Winter Running Essentials
- Warm up slowly. Your muscles will be stiff in the cold when you first set out. You can do a warm up inside first to get your body heated up, or simply start off very slowly and build gradually. Take 10 – 15 min to warm up and then start focusing on your target pace. You will be slower when you first set off in the cold.
- Adjust for slippery, icy conditions. Do not do speed work on icy roads. In the winter I take my speed workouts onto the treadmill. Focus on your long, steady state runs, and tempo runs in the outdoor winter conditions. You can also get special gear for slippery roads (keep reading!).
- Know your own body and what you need to be comfortable. I know my hands get extremely cold, so I wear huge ski mitts in the winter. I have friends who strip off their gloves once they are warmed up. Know what you need and invest in good gear for your sensitive parts!
- Run with buddies: stay safe and have someone with you in the most severe conditions. Being prepared for the unexpected will keep you safe. If you have nobody to run with, make sure you let someone know where you are going and when you expect to be home. They can come and rescue you, if needed!
- Wear only fabrics that wick away sweat, without retaining moisture. Wear sports specific clothing that is made of polyester or wool. Do not wear cotton, as it retains moisture and becomes very wet, clammy and heavy.

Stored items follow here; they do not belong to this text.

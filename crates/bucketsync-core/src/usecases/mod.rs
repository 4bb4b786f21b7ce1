//! Use cases (interactors) for BucketSync
//!
//! Use cases are thin coordinators that apply domain rules to one object at
//! a time, delegating all I/O to ports.
//!
//! ## Use Cases
//!
//! - [`AccessPolicyUseCase`] - Read and set fine-grained grants on an object
//! - [`TransferObjectUseCase`] - Staged, verified upload and direct download
//! - [`ObjectOpsUseCase`] - Delete, stat and directory-style listing

pub mod access_policy;
pub mod object_ops;
pub mod transfer_object;

pub use access_policy::AccessPolicyUseCase;
pub use object_ops::{DirListing, ObjectOpsUseCase};
pub use transfer_object::{
    staging_name, DownloadOptions, TransferObjectUseCase, UploadOptions, UploadOutcome,
};
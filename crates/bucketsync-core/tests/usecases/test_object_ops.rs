//! Stat, delete and listing

use std::sync::Arc;

use bucketsync_core::domain::{ObjectAddress, SyncError};
use bucketsync_core::usecases::ObjectOpsUseCase;
use bucketsync_test_utils::MemoryObjectStore;

use crate::common::{addr, BUCKET};

fn setup() -> (Arc<MemoryObjectStore>, ObjectOpsUseCase) {
    let store = Arc::new(MemoryObjectStore::new());
    for name in ["top.txt", "dir/a.txt", "dir/b.txt", "dir/sub/c.txt", "dir/"] {
        store.insert(BUCKET, name, name.as_bytes());
    }
    let ops = ObjectOpsUseCase::new(store.clone());
    (store, ops)
}

#[tokio::test]
async fn test_list_dir_returns_one_level() {
    let (_store, ops) = setup();

    let listing = ops.list_dir(&addr("dir")).await.unwrap();
    assert_eq!(listing.dirs, vec!["sub".to_string()]);
    assert_eq!(listing.files, vec!["a.txt".to_string(), "b.txt".to_string()]);

    let root = ObjectAddress::parse("gs://test-bucket").unwrap();
    let listing = ops.list_dir(&root).await.unwrap();
    assert_eq!(listing.dirs, vec!["dir".to_string()]);
    assert_eq!(listing.files, vec!["top.txt".to_string()]);
}

#[tokio::test]
async fn test_list_missing_dir_is_empty() {
    let (_store, ops) = setup();
    assert!(ops.list_dir(&addr("nothing")).await.unwrap().is_empty());
}

#[tokio::test]
async fn test_exists_for_objects_and_directories() {
    let (_store, ops) = setup();
    assert!(ops.exists(&addr("top.txt")).await.unwrap());
    assert!(ops.exists(&addr("dir/sub")).await.unwrap());
    assert!(!ops.exists(&addr("dir/none")).await.unwrap());
}

#[tokio::test]
async fn test_last_modified_and_delete() {
    let (store, ops) = setup();
    let object = addr("dir/a.txt");

    assert!(ops.last_modified(&object).await.unwrap().is_some());
    ops.delete(&object).await.unwrap();
    assert!(store.data(BUCKET, "dir/a.txt").is_none());
    assert_eq!(ops.last_modified(&object).await.unwrap(), None);

    let err = ops.delete(&object).await.unwrap_err();
    assert!(matches!(err, SyncError::NotFound { .. }));
}

#[tokio::test]
async fn test_stat_reports_size_and_digest() {
    let (_store, ops) = setup();
    let meta = ops.stat(&addr("top.txt")).await.unwrap();
    assert_eq!(meta.size, "top.txt".len() as u64);
    assert!(meta.digest.is_some());
    assert_eq!(meta.name, "top.txt");
}
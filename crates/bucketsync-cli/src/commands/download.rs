//! Download command - Copy an object or a prefix to the local disk

use std::path::PathBuf;

use anyhow::Result;
use clap::Args;
use tracing::info;

use bucketsync_core::domain::ObjectAddress;
use bucketsync_core::usecases::DownloadOptions;

use crate::context::AppContext;
use crate::output::{get_formatter, OutputFormat};

#[derive(Debug, Args)]
pub struct DownloadCommand {
    /// Source, `gs://bucket/path`
    pub source: ObjectAddress,

    /// Local file, or target directory with `--recursive`
    pub destination: PathBuf,

    /// Download everything below the source prefix
    #[arg(short, long)]
    pub recursive: bool,

    /// Create missing parent directories of the destination file
    #[arg(long)]
    pub create_dirs: bool,

    /// Fetch a specific object generation
    #[arg(long, value_name = "N", conflicts_with = "recursive")]
    pub generation: Option<i64>,
}

impl DownloadCommand {
    pub async fn execute(&self, ctx: &AppContext, format: OutputFormat) -> Result<()> {
        let formatter = get_formatter(format);
        info!(source = %self.source, destination = %self.destination.display(), "Starting download");

        if self.recursive {
            let summary = ctx
                .engine()
                .download_tree(&self.source, &self.destination)
                .await?;
            if format.is_json() {
                formatter.print_json(&serde_json::to_value(&summary)?);
            } else {
                formatter.success(&format!(
                    "Downloaded {} file{} to {}",
                    summary.files,
                    if summary.files == 1 { "" } else { "s" },
                    self.destination.display()
                ));
                formatter.info(&format!("Directories: {}", summary.directories));
            }
            return Ok(());
        }

        let target = self.target_path();
        let options = DownloadOptions {
            create_dirs: self.create_dirs,
            generation: self.generation,
        };
        ctx.transfer().download(&self.source, &target, options).await?;

        if format.is_json() {
            formatter.print_json(&serde_json::json!({
                "source": self.source.to_string(),
                "destination": target.display().to_string(),
            }));
        } else {
            formatter.success(&format!("Downloaded {} to {}", self.source, target.display()));
        }
        Ok(())
    }

    /// An existing directory receives the object under its own base name
    fn target_path(&self) -> PathBuf {
        let base_name = self.source.path().rsplit('/').next().unwrap_or_default();
        if self.destination.is_dir() && !base_name.is_empty() {
            self.destination.join(base_name)
        } else {
            self.destination.clone()
        }
    }
}
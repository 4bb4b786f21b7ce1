//! Fine-grained access grants on single objects
//!
//! Grants are additive: an identity may still reach an object through a
//! broader grant (a group it belongs to, a domain grant, a predefined ACL
//! entry such as `allUsers`). Setting an identity's permission to
//! [`Permission::Empty`] removes only that identity's own entry and does not
//! guarantee it loses access.

use std::sync::Arc;

use tracing::debug;

use crate::domain::acl::{AccessGrant, AclEntry, IdType, Permission};
use crate::domain::address::ObjectAddress;
use crate::domain::errors::SyncError;
use crate::ports::IObjectStore;

/// Use case for reading and writing per-identity grants
pub struct AccessPolicyUseCase {
    store: Arc<dyn IObjectStore + Send + Sync>,
}

impl AccessPolicyUseCase {
    pub fn new(store: Arc<dyn IObjectStore + Send + Sync>) -> Self {
        Self { store }
    }

    /// Returns the permission `id_value` holds on `object` through its own entry
    ///
    /// [`Permission::Empty`] if no entry matches.
    ///
    /// # Errors
    ///
    /// [`SyncError::AmbiguousGrant`] if several entries match the identity,
    /// `NotFound` if the object does not exist.
    pub async fn get_acl(
        &self,
        object: &ObjectAddress,
        id_type: IdType,
        id_value: &str,
    ) -> Result<Permission, SyncError> {
        let entries = self.read_entries(object).await?;
        let matching: Vec<&AccessGrant> = entries
            .iter()
            .filter_map(AclEntry::as_grant)
            .filter(|grant| grant.matches(id_type, id_value))
            .collect();

        match matching.as_slice() {
            [] => Ok(Permission::Empty),
            [grant] => Ok(grant.permission),
            many => Err(SyncError::AmbiguousGrant {
                bucket: object.bucket().to_string(),
                name: object.path().to_string(),
                id_type,
                id_value: id_value.to_string(),
                count: many.len(),
            }),
        }
    }

    /// Sets the permission of one identity, replacing any entry it already has
    ///
    /// Entries for other identities (and non-identity entries) are kept.
    /// [`Permission::Empty`] removes the identity's entry.
    pub async fn set_acl(
        &self,
        object: &ObjectAddress,
        id_type: IdType,
        id_value: &str,
        permission: Permission,
    ) -> Result<(), SyncError> {
        let mut entries = self.read_entries(object).await?;
        let before = entries.len();
        entries.retain(|entry| !entry.matches(id_type, id_value));
        let removed = before - entries.len();

        if permission != Permission::Empty {
            entries.push(AccessGrant::new(id_type, id_value, permission).into());
        }

        debug!(
            object = %object,
            %id_type,
            id_value,
            %permission,
            removed,
            "Writing ACL"
        );

        self.store
            .set_grants(object.bucket(), object.path(), &entries)
            .await
            .map_err(|e| e.annotate("writing ACL of", object.bucket(), object.path()))
    }

    /// Applies a list of grants in order
    pub async fn apply_grants(
        &self,
        object: &ObjectAddress,
        grants: &[AccessGrant],
    ) -> Result<(), SyncError> {
        for grant in grants {
            self.set_acl(object, grant.id_type, &grant.id_value, grant.permission)
                .await?;
        }
        Ok(())
    }

    /// Returns every ACL entry of an object
    pub async fn list_entries(&self, object: &ObjectAddress) -> Result<Vec<AclEntry>, SyncError> {
        self.read_entries(object).await
    }

    async fn read_entries(&self, object: &ObjectAddress) -> Result<Vec<AclEntry>, SyncError> {
        self.store
            .get_grants(object.bucket(), object.path())
            .await
            .map_err(|e| e.annotate("reading ACL of", object.bucket(), object.path()))
    }
}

- Wear Layers: start with a thin base layer next to the skin, layer on thicker layers (fleece, etc) depending on your own personal tolerance to cold and the outdoor temperature. If you begin to overheat, layers can be removed as you run.
- Essential wind barrier layer on the outside. Warm fleeces and base layers do little to protect against the wind, so ensure that you have an effective wind layer. Running specific jackets will have vents built in to allow for perspiration to evaporate, while still providing wind protection.
- Wear a hat.
- Yaktrax for Running: These are great devices that simply slip over your regular running shoes to improve traction on ice and snow. I have been able to run in horrible conditions with these slip on cleats and not slip. Winter running on trails is incredible!
The treadmill is a great alternative on the -40°C days, but we all know that long runs are nearly impossible to complete on a treadmill. They are certainly painfully boring when training for marathon distances. Insert the odd treadmill run into your routine when necessary, but keep on enjoying the beautiful outdoors!